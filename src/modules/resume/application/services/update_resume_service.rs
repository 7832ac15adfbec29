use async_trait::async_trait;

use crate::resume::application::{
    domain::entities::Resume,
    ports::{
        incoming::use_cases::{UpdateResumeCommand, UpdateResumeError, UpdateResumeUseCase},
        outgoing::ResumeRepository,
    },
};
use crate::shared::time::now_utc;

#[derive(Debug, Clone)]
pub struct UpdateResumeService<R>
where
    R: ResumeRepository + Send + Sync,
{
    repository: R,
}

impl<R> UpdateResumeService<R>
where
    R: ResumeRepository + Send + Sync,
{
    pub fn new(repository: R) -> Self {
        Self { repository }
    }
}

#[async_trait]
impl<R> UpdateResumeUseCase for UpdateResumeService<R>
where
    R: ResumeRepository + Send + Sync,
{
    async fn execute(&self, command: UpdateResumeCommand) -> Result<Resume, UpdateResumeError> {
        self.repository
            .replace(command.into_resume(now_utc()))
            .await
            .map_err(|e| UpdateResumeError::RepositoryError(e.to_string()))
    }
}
++++++++++
## Task details
How many of the lines above include the word "UpdateResumeUseCase"? Give that number without comment.

## Exercise solution
2